= BX Plastics =

Plastics engineering and production company

BX Plastics was a plastics engineering and production company. The company was one of three subsidiaries of the British Xylonite Company established by 1938. BX Plastics made xylonite (also known as celluloid or ivoride) and Lactoid (also known as casein) at a plant to the south of Brantham in Suffolk, on the north bank of the River Stour across the river from Manningtree in Essex. The company was liquidated in 1999.

==History==
The British Xylonite Company was established by English inventor Daniel Spill in 1877, in collaboration with American investor Levi Parsons Merriam. It established factories at Hackney Wick and Homerton, in east London, subsequently expanding to Brooklands Farm near Brantham in 1887 and Hale End, Walthamstow in 1897.

By 1938 British Xylonite had established three subsidiaries - BX Plastics, Halex and Cascelloid. Halex was based in Highams Park, Hale End, in north London and made finished goods (including table tennis balls). Cascelloid, based in Leicester and Coalville, made toys and had been acquired in 1931. Cascelloid was later renamed Palitoy and sold to General Mills in 1968 and then to Tonka 1987, which was acquired by Hasbro in 1991.

Distillers acquired a 50% interest in BX Plastics in 1939. Distillers then acquired the rest of the British Xylonite group in 1961, merging it into a 50:50 joint venture with Union Carbide's Bakelite company in 1962 to form Bakelite Xylonite in 1963. Distillers sold its 50% interest to BP in 1967, and Union Carbide's European interests were acquired by BP in 1978, including the remaining Bakelite Xylonite plants.

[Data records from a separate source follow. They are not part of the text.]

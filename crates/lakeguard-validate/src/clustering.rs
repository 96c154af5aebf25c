//! Clustering checks and property queries
//!
//! An entity can be clustered three ways: explicit clustering columns,
//! `CLUSTER BY AUTO`, or Delta auto-optimization. It can also be exempt from
//! clustering, either manually through the exclusion property or because it
//! is small. The queries here read one signal each; combining them is the job
//! of [`crate::precedence`].

use crate::checks::{Check, CheckDomain, ids};
use crate::context::CheckContext;
use lakeguard_domain::{ComplianceConfig, Entity, ValidationOutcome};
use serde::Serialize;
use serde_json::Value;

// ============================================================================
// Explicit clustering columns
// ============================================================================

/// Raw clustering groups from the clustering property
///
/// The catalog stores them as a JSON nested list (`[["a"],["b"]]`). A missing,
/// empty or unparseable value yields no groups.
fn clustering_groups(entity: &Entity, config: &ComplianceConfig) -> Vec<Value> {
    entity
        .properties
        .get(&config.clustering_property_name)
        .filter(|raw| !raw.trim().is_empty())
        .and_then(|raw| serde_json::from_str::<Value>(raw).ok())
        .and_then(|value| match value {
            Value::Array(groups) => Some(groups),
            _ => None,
        })
        .unwrap_or_default()
}

/// Clustering column names, one per group (first name of each group)
pub fn clustering_columns(entity: &Entity, config: &ComplianceConfig) -> Vec<String> {
    clustering_groups(entity, config)
        .iter()
        .filter_map(|group| match group {
            Value::Array(names) => names.first().map(|name| match name {
                Value::String(s) => s.clone(),
                other => other.to_string(),
            }),
            _ => None,
        })
        .collect()
}

/// Whether the clustering property lists at least one group
pub fn has_clustering_columns(entity: &Entity, config: &ComplianceConfig) -> bool {
    !clustering_groups(entity, config).is_empty()
}

/// Explicit clustering columns are present
#[derive(Debug, Clone, Copy, Default)]
pub struct ExplicitClusteringColumns;

impl Check for ExplicitClusteringColumns {
    fn id(&self) -> &str {
        ids::EXPLICIT_CLUSTERING_COLUMNS
    }

    fn domain(&self) -> CheckDomain {
        CheckDomain::Clustering
    }

    fn description(&self) -> &'static str {
        "Entity defines explicit clustering columns"
    }

    fn evaluate(&self, entity: &Entity, ctx: &CheckContext) -> ValidationOutcome {
        let config = ctx.config();
        if has_clustering_columns(entity, config) {
            ValidationOutcome::passed_with(
                self.id(),
                format!(
                    "clustered by: {}",
                    clustering_columns(entity, config).join(", ")
                ),
            )
        } else {
            ValidationOutcome::failed(
                self.id(),
                format!(
                    "no clustering columns in '{}'",
                    config.clustering_property_name
                ),
            )
        }
    }
}

/// Explicit clustering columns stay within `max_clustering_columns`
///
/// The catalog refuses to create tables over the limit, so this only fires on
/// hand-built metadata.
#[derive(Debug, Clone, Copy, Default)]
pub struct ClusteringColumnLimit;

impl Check for ClusteringColumnLimit {
    fn id(&self) -> &str {
        ids::CLUSTERING_COLUMN_LIMIT
    }

    fn domain(&self) -> CheckDomain {
        CheckDomain::Clustering
    }

    fn description(&self) -> &'static str {
        "Explicit clustering columns stay within the limit"
    }

    fn evaluate(&self, entity: &Entity, ctx: &CheckContext) -> ValidationOutcome {
        let limit = ctx.config().max_clustering_columns;
        let count = clustering_columns(entity, ctx.config()).len();
        if count > limit {
            ValidationOutcome::failed(
                self.id(),
                format!("{count} clustering columns, maximum is {limit}"),
            )
        } else {
            ValidationOutcome::passed(self.id())
        }
    }
}

// ============================================================================
// Auto clustering
// ============================================================================

/// State of the auto-clustering property
#[derive(Debug, Clone, Copy, PartialEq, Eq, Serialize)]
#[serde(rename_all = "snake_case")]
pub enum AutoClusteringStatus {
    /// Property set to the configured value
    Enabled,
    /// Property absent or set to anything else
    Disabled,
    /// Entity has no properties at all
    Unknown,
}

/// Whether `CLUSTER BY AUTO` is enabled
pub fn has_auto_clustering(entity: &Entity, config: &ComplianceConfig) -> bool {
    entity.properties.has_value(
        &config.auto_cluster_property_name,
        &config.auto_cluster_property_value,
    )
}

/// Auto-clustering status
pub fn auto_clustering_status(entity: &Entity, config: &ComplianceConfig) -> AutoClusteringStatus {
    if entity.properties.is_empty() {
        AutoClusteringStatus::Unknown
    } else if has_auto_clustering(entity, config) {
        AutoClusteringStatus::Enabled
    } else {
        AutoClusteringStatus::Disabled
    }
}

/// `CLUSTER BY AUTO` is enabled
#[derive(Debug, Clone, Copy, Default)]
pub struct AutoClusterFlag;

impl Check for AutoClusterFlag {
    fn id(&self) -> &str {
        ids::AUTO_CLUSTERING
    }

    fn domain(&self) -> CheckDomain {
        CheckDomain::Clustering
    }

    fn description(&self) -> &'static str {
        "Entity has automatic clustering enabled"
    }

    fn evaluate(&self, entity: &Entity, ctx: &CheckContext) -> ValidationOutcome {
        let config = ctx.config();
        if has_auto_clustering(entity, config) {
            ValidationOutcome::passed(self.id())
        } else {
            ValidationOutcome::failed(
                self.id(),
                format!(
                    "'{}' is not '{}'",
                    config.auto_cluster_property_name, config.auto_cluster_property_value
                ),
            )
        }
    }
}

// ============================================================================
// Delta auto-optimization
// ============================================================================

/// Per-flag Delta auto-optimization state
#[derive(Debug, Clone, Copy, PartialEq, Eq, Serialize)]
pub struct DeltaOptimizationStatus {
    /// Optimized writes enabled
    pub optimize_write: bool,
    /// Auto compaction enabled
    pub auto_compact: bool,
    /// Both flags are required
    pub require_both: bool,
    /// Overall result under `require_both`
    pub enabled: bool,
}

/// Whether optimized writes are enabled
pub fn has_optimize_write(entity: &Entity, config: &ComplianceConfig) -> bool {
    entity.properties.has_value(
        &config.delta_optimize_property_names.0,
        &config.delta_optimize_property_value,
    )
}

/// Whether auto compaction is enabled
pub fn has_auto_compact(entity: &Entity, config: &ComplianceConfig) -> bool {
    entity.properties.has_value(
        &config.delta_optimize_property_names.1,
        &config.delta_optimize_property_value,
    )
}

/// Per-flag and overall Delta auto-optimization state
pub fn delta_optimization_status(
    entity: &Entity,
    config: &ComplianceConfig,
) -> DeltaOptimizationStatus {
    let optimize_write = has_optimize_write(entity, config);
    let auto_compact = has_auto_compact(entity, config);
    let require_both = config.require_both_delta_flags;
    DeltaOptimizationStatus {
        optimize_write,
        auto_compact,
        require_both,
        enabled: if require_both {
            optimize_write && auto_compact
        } else {
            optimize_write || auto_compact
        },
    }
}

/// Whether Delta auto-optimization satisfies clustering
pub fn has_delta_auto_optimization(entity: &Entity, config: &ComplianceConfig) -> bool {
    delta_optimization_status(entity, config).enabled
}

/// Delta optimized writes and auto compaction are enabled
#[derive(Debug, Clone, Copy, Default)]
pub struct DeltaAutoOptimization;

impl Check for DeltaAutoOptimization {
    fn id(&self) -> &str {
        ids::DELTA_AUTO_OPTIMIZATION
    }

    fn domain(&self) -> CheckDomain {
        CheckDomain::Clustering
    }

    fn description(&self) -> &'static str {
        "Entity has Delta auto-optimization enabled"
    }

    fn evaluate(&self, entity: &Entity, ctx: &CheckContext) -> ValidationOutcome {
        let config = ctx.config();
        let status = delta_optimization_status(entity, config);
        if status.enabled {
            return ValidationOutcome::passed(self.id());
        }

        let (write, compact) = &config.delta_optimize_property_names;
        let mut missing = Vec::new();
        if !status.optimize_write {
            missing.push(write.as_str());
        }
        if !status.auto_compact {
            missing.push(compact.as_str());
        }
        let quantifier = if status.require_both { "all" } else { "any" };
        ValidationOutcome::failed(
            self.id(),
            format!(
                "{quantifier} of [{write}, {compact}] must be '{}'; not set: {}",
                config.delta_optimize_property_value,
                missing.join(", ")
            ),
        )
    }
}

// ============================================================================
// Exemptions
// ============================================================================

/// State of the manual exclusion property
#[derive(Debug, Clone, Copy, PartialEq, Eq, Serialize)]
#[serde(rename_all = "snake_case")]
pub enum ExclusionStatus {
    /// Property set to the configured value
    Excluded,
    /// Property absent or set to anything else
    NotExcluded,
    /// Entity has no properties at all
    Unknown,
    /// Manual exclusion is not honoured
    Disabled,
}

/// Whether the entity is manually excluded (always false when not honoured)
pub fn has_manual_exclusion(entity: &Entity, config: &ComplianceConfig) -> bool {
    config.honor_exclusion_flag
        && entity.properties.has_value(
            &config.manual_exclusion_property_name,
            &config.manual_exclusion_property_value,
        )
}

/// Manual exclusion status
pub fn exclusion_status(entity: &Entity, config: &ComplianceConfig) -> ExclusionStatus {
    if !config.honor_exclusion_flag {
        ExclusionStatus::Disabled
    } else if entity.properties.is_empty() {
        ExclusionStatus::Unknown
    } else if has_manual_exclusion(entity, config) {
        ExclusionStatus::Excluded
    } else {
        ExclusionStatus::NotExcluded
    }
}

/// Whether the entity is below its size threshold
///
/// `None` when the size is unknown. A size exactly at the threshold is not
/// small.
pub fn is_small_entity(entity: &Entity, config: &ComplianceConfig) -> Option<bool> {
    let threshold = config.size_threshold_for(entity);
    entity.size_bytes.map(|size| size < threshold)
}

/// Whether small-entity exemption applies
pub fn has_size_exemption(entity: &Entity, config: &ComplianceConfig) -> bool {
    config.exempt_small_tables && is_small_entity(entity, config) == Some(true)
}

/// Entity is manually excluded from clustering
#[derive(Debug, Clone, Copy, Default)]
pub struct ManualExclusion;

impl Check for ManualExclusion {
    fn id(&self) -> &str {
        ids::MANUAL_EXCLUSION
    }

    fn domain(&self) -> CheckDomain {
        CheckDomain::Clustering
    }

    fn description(&self) -> &'static str {
        "Entity is manually excluded from clustering"
    }

    fn evaluate(&self, entity: &Entity, ctx: &CheckContext) -> ValidationOutcome {
        let config = ctx.config();
        match exclusion_status(entity, config) {
            ExclusionStatus::Excluded => ValidationOutcome::passed(self.id()),
            ExclusionStatus::Disabled => {
                ValidationOutcome::failed(self.id(), "manual exclusion is not honoured")
            }
            ExclusionStatus::NotExcluded | ExclusionStatus::Unknown => ValidationOutcome::failed(
                self.id(),
                format!(
                    "'{}' is not '{}'",
                    config.manual_exclusion_property_name, config.manual_exclusion_property_value
                ),
            ),
        }
    }
}

/// Entity is small enough to be exempt from clustering
///
/// Defers when the size is unknown.
#[derive(Debug, Clone, Copy, Default)]
pub struct SizeExemption;

impl Check for SizeExemption {
    fn id(&self) -> &str {
        ids::SIZE_EXEMPTION
    }

    fn domain(&self) -> CheckDomain {
        CheckDomain::Clustering
    }

    fn description(&self) -> &'static str {
        "Entity is below the size threshold for clustering"
    }

    fn evaluate(&self, entity: &Entity, ctx: &CheckContext) -> ValidationOutcome {
        let config = ctx.config();
        if !config.exempt_small_tables {
            return ValidationOutcome::failed(self.id(), "size-based exemption is disabled");
        }

        let threshold = config.size_threshold_for(entity);
        match entity.size_bytes {
            None => ValidationOutcome::deferred(self.id(), "entity size is unknown"),
            Some(size) if size < threshold => ValidationOutcome::passed_with(
                self.id(),
                format!("{size} bytes is below the {threshold}-byte threshold"),
            ),
            Some(size) => ValidationOutcome::failed(
                self.id(),
                format!("{size} bytes is not below the {threshold}-byte threshold"),
            ),
        }
    }
}
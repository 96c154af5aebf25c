//! Domain layer for Lakeguard
//!
//! Contains the types every other crate builds on:
//!
//! - [`entities`]: discovered tables ([`Entity`]), their columns ([`Field`]),
//!   the string property bag and discovery batches
//! - [`value_objects`]: validation outcomes, clustering exemption verdicts and
//!   compliance reports
//! - [`config`]: the typed compliance configuration and its load-time checks
//! - [`error`]: error types shared across the workspace
//!
//! Nothing in this crate performs I/O. Entities are produced by an external
//! discovery step and are read-only to the evaluation core; results are
//! created fresh by every evaluation run.

pub mod config;
pub mod constants;
pub mod entities;
pub mod error;
pub mod value_objects;

pub use config::ComplianceConfig;
pub use entities::{Entity, EntityBatch, Field, PropertyBag, QualifiedName};
pub use error::{ConfigError, Error, Result};
pub use value_objects::{
    CheckFailure, CheckStats, CheckStatus, ClusteringApproach, ComplianceReport,
    ComplianceSummary, Conflict, ConflictKind, EntityError, EntityResult, ExemptReason,
    ExemptionVerdict, ValidationOutcome,
};
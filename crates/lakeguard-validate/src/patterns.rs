//! Text matching primitives
//!
//! Two heuristics shared by the documentation checks:
//!
//! - placeholder detection: a comment is a placeholder when it *is* a known
//!   stand-in (`"TODO"`) or *starts with* one followed by a word boundary
//!   (`"TODO: describe"`). A stand-in word appearing later in real prose
//!   (`"This table stores TODO items"`) does not count.
//! - critical-name matching: patterns with at most one wildcard, at the start
//!   (`*_id`) or at the end (`password*`), or none at all (`email`).

use lakeguard_domain::ConfigError;
use regex::{Regex, RegexBuilder};

/// Wildcard marker in critical name patterns
pub const WILDCARD: char = '*';

/// Whether `text` is placeholder content
///
/// Blank or absent text is never a placeholder; presence is checked
/// separately.
pub fn matches_placeholder<S: AsRef<str>>(
    text: Option<&str>,
    patterns: &[S],
    case_sensitive: bool,
) -> bool {
    let Some(text) = text.map(str::trim).filter(|t| !t.is_empty()) else {
        return false;
    };
    let text = normalize(text, case_sensitive);

    patterns
        .iter()
        .map(|p| normalize(p.as_ref().trim(), case_sensitive))
        .filter(|p| !p.is_empty())
        .any(|pattern| starts_with_word(&text, &pattern))
}

fn normalize(value: &str, case_sensitive: bool) -> String {
    if case_sensitive {
        value.to_string()
    } else {
        value.to_lowercase()
    }
}

/// `text == pattern`, or `text` starts with `pattern` and the next char is not
/// alphanumeric
fn starts_with_word(text: &str, pattern: &str) -> bool {
    match text.strip_prefix(pattern) {
        Some(rest) => rest.chars().next().is_none_or(|c| !c.is_alphanumeric()),
        None => false,
    }
}

/// How a critical pattern anchors against a field name
#[derive(Debug, Clone, Copy, PartialEq, Eq)]
pub enum PatternKind {
    /// No wildcard: whole-name match
    Exact,
    /// Trailing wildcard (`password*`)
    Prefix,
    /// Leading wildcard (`*_id`)
    Suffix,
}

/// A compiled critical-name pattern
#[derive(Debug, Clone)]
pub struct CriticalPattern {
    source: String,
    kind: PatternKind,
    regex: Regex,
}

impl CriticalPattern {
    /// Parse and compile a pattern
    ///
    /// Rejects empty patterns, a bare `*`, wildcards in the middle and
    /// wildcards on both ends.
    pub fn parse(pattern: &str, case_sensitive: bool) -> Result<Self, ConfigError> {
        let invalid = |reason: &str| ConfigError::InvalidPattern {
            key: "critical_column_patterns",
            pattern: pattern.to_string(),
            reason: reason.to_string(),
        };

        let trimmed = pattern.trim();
        if trimmed.is_empty() {
            return Err(invalid("pattern is blank"));
        }

        let literal = trimmed.trim_matches(WILDCARD);
        if literal.is_empty() {
            return Err(invalid("pattern has no literal part"));
        }
        if literal.contains(WILDCARD) {
            return Err(invalid("wildcard is only allowed at the start or the end"));
        }
        if trimmed.matches(WILDCARD).count() > 1 {
            return Err(invalid("only one wildcard is allowed"));
        }
        let leading = trimmed.starts_with(WILDCARD);
        let trailing = trimmed.ends_with(WILDCARD);

        let kind = if leading {
            PatternKind::Suffix
        } else if trailing {
            PatternKind::Prefix
        } else {
            PatternKind::Exact
        };

        let escaped = regex::escape(literal);
        let expression = match kind {
            PatternKind::Exact => format!("^{escaped}$"),
            PatternKind::Prefix => format!("^{escaped}"),
            PatternKind::Suffix => format!("{escaped}$"),
        };
        let regex = RegexBuilder::new(&expression)
            .case_insensitive(!case_sensitive)
            .build()
            .map_err(|e| invalid(&e.to_string()))?;

        Ok(Self {
            source: trimmed.to_string(),
            kind,
            regex,
        })
    }

    /// Pattern text as configured
    pub fn as_str(&self) -> &str {
        &self.source
    }

    /// Anchoring mode
    pub fn kind(&self) -> PatternKind {
        self.kind
    }

    /// Whether a field name matches
    pub fn matches(&self, field_name: &str) -> bool {
        self.regex.is_match(field_name.trim())
    }
}

/// Compile every configured critical pattern, failing on the first bad one
pub fn compile_critical_patterns<S: AsRef<str>>(
    patterns: &[S],
    case_sensitive: bool,
) -> Result<Vec<CriticalPattern>, ConfigError> {
    patterns
        .iter()
        .map(|p| CriticalPattern::parse(p.as_ref(), case_sensitive))
        .collect()
}

/// Whether `field_name` matches any critical pattern
///
/// Malformed patterns never match; use [`compile_critical_patterns`] to reject
/// them up front.
pub fn matches_critical_name<S: AsRef<str>>(
    field_name: &str,
    patterns: &[S],
    case_sensitive: bool,
) -> bool {
    patterns
        .iter()
        .filter_map(|p| CriticalPattern::parse(p.as_ref(), case_sensitive).ok())
        .any(|p| p.matches(field_name))
}

/// Whether `field_name` matches any precompiled pattern
pub fn matches_any(field_name: &str, patterns: &[CriticalPattern]) -> bool {
    patterns.iter().any(|p| p.matches(field_name))
}
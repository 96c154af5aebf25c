//! Value objects produced by evaluation
//!
//! All of these are created fresh by each evaluation run and are never
//! mutated after construction.

pub mod outcome;
pub mod report;
pub mod verdict;

pub use outcome::{CheckStatus, EntityError, ValidationOutcome};
pub use report::{
    CheckFailure, CheckStats, ComplianceReport, ComplianceSummary, EntityResult,
};
pub use verdict::{ClusteringApproach, Conflict, ConflictKind, ExemptReason, ExemptionVerdict};
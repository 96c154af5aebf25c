//! Unit tests for the property bag

#[cfg(test)]
mod tests {
    use lakeguard_domain::PropertyBag;

    #[test]
    fn test_get_and_contains() {
        let bag = PropertyBag::new().with("a", "1").with("empty", "");
        assert_eq!(bag.get("a"), Some("1"));
        assert_eq!(bag.get("missing"), None);
        assert!(bag.contains("empty"));
        assert!(!bag.contains("missing"));
        assert_eq!(bag.len(), 2);
    }

    #[test]
    fn test_keys_are_case_sensitive() {
        let bag = PropertyBag::new().with("clusterByAuto", "true");
        assert!(bag.get("clusterbyauto").is_none());
    }

    #[test]
    fn test_has_value_ignores_case() {
        let bag = PropertyBag::new()
            .with("upper", "TRUE")
            .with("mixed", "True")
            .with("empty", "")
            .with("other", "yes");
        assert!(bag.has_value("upper", "true"));
        assert!(bag.has_value("mixed", "true"));
        assert!(!bag.has_value("empty", ""));
        assert!(!bag.has_value("other", "true"));
        assert!(!bag.has_value("missing", "true"));
    }

    #[test]
    fn test_from_iterator_and_serde() {
        let bag: PropertyBag = [("b", "2"), ("a", "1")].into_iter().collect();
        let keys: Vec<&str> = bag.iter().map(|(k, _)| k).collect();
        assert_eq!(keys, vec!["a", "b"]);

        let json = serde_json::to_value(&bag).expect("Serializing a bag should succeed");
        assert_eq!(json, serde_json::json!({ "a": "1", "b": "2" }));
    }
}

The Brantham site had been sold in 1966 to British Industrial Plastics, a subsidiary of Turner & Newall, who were in turn acquired Storey Brothers of Lancaster in 1977. The company became Wardle Storeys in 1984. The site finally closed in 2007.

==Research==
BX Plastics established a research department at Lawford Place, a manor house in nearby Lawford, south of Manningtree in Essex. Margaret Thatcher worked there as a research chemist from 1947 to 1951, before her marriage to Denis Thatcher and subsequent career change to become a tax barrister and then a politician. The company held several patents on plastic products and manufacturing processes in the 1960s.

The house was damaged by a fire and remained unoccupied for many years, but received a Grade II listing in 1980. It was refurbished as part of a residential development in 2009.